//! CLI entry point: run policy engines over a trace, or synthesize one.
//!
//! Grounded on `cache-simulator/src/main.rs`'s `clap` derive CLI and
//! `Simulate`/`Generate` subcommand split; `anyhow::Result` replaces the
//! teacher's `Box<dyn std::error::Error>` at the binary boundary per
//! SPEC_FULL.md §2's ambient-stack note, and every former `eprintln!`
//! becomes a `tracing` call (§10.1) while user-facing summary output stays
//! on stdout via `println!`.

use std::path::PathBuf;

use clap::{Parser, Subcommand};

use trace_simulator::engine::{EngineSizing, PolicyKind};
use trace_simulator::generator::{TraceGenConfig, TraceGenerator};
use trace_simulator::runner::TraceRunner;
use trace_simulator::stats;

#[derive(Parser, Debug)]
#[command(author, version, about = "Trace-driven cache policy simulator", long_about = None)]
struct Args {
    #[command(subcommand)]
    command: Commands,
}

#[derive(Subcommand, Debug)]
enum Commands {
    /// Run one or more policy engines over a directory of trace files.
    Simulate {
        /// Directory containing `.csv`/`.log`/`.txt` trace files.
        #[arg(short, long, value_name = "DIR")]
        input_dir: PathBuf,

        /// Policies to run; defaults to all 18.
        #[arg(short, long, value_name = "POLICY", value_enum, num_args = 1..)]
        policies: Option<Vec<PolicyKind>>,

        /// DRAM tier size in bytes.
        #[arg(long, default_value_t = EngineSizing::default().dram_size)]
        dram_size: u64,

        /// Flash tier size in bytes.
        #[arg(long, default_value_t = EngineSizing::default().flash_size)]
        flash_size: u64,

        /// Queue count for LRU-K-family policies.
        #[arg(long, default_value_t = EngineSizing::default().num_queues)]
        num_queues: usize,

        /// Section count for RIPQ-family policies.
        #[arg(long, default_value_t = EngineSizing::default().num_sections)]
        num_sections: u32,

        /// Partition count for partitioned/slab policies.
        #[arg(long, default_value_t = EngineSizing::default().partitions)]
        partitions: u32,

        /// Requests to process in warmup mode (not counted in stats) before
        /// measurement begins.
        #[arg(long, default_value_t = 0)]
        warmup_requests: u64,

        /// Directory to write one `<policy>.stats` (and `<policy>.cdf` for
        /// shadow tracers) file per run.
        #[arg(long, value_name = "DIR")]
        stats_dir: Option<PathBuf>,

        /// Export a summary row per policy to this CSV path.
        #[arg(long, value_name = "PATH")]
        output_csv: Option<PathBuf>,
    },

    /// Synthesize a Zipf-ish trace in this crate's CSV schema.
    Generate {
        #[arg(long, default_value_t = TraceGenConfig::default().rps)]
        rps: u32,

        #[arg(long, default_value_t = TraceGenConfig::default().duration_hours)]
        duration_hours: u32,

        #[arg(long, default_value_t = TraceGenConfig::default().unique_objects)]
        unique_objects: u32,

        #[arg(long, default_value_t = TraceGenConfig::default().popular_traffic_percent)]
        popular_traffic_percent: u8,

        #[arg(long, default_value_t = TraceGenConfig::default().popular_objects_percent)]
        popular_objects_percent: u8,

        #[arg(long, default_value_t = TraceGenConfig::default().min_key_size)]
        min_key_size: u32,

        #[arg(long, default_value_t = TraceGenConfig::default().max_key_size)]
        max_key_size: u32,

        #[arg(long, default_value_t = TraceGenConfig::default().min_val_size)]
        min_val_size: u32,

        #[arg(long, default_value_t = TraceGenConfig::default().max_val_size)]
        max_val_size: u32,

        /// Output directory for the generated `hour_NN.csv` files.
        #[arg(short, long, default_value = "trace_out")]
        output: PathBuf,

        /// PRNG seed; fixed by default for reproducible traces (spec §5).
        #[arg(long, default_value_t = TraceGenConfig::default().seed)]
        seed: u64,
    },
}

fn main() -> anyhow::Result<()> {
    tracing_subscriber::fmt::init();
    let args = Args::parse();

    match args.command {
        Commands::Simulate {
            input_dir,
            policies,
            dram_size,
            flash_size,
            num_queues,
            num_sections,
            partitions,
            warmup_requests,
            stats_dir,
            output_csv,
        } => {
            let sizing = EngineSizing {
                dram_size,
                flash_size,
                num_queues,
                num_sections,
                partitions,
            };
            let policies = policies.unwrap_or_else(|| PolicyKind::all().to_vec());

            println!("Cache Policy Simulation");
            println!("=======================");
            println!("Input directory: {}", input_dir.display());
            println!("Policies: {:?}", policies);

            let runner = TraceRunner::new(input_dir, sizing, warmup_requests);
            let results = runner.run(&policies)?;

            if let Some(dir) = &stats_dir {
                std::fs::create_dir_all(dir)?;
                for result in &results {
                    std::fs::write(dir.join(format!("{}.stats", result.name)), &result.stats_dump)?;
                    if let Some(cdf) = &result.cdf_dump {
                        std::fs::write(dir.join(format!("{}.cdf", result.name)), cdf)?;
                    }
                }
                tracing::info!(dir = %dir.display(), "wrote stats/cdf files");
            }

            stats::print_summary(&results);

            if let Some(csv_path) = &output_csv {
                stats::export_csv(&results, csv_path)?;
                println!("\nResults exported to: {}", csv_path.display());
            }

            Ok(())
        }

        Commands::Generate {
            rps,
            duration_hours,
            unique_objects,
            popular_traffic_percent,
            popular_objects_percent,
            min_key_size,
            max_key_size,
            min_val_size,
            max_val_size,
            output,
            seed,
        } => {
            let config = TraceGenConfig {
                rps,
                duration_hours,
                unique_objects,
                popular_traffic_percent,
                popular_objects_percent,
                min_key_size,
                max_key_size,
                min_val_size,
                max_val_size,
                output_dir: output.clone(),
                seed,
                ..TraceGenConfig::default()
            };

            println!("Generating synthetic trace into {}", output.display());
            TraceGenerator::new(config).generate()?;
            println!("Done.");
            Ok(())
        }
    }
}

※

**Requirement:**
For the string "tier", show each line of the listing where it appears.

**Final answer:**
        /// DRAM tier size in bytes.
        /// Flash tier size in bytes.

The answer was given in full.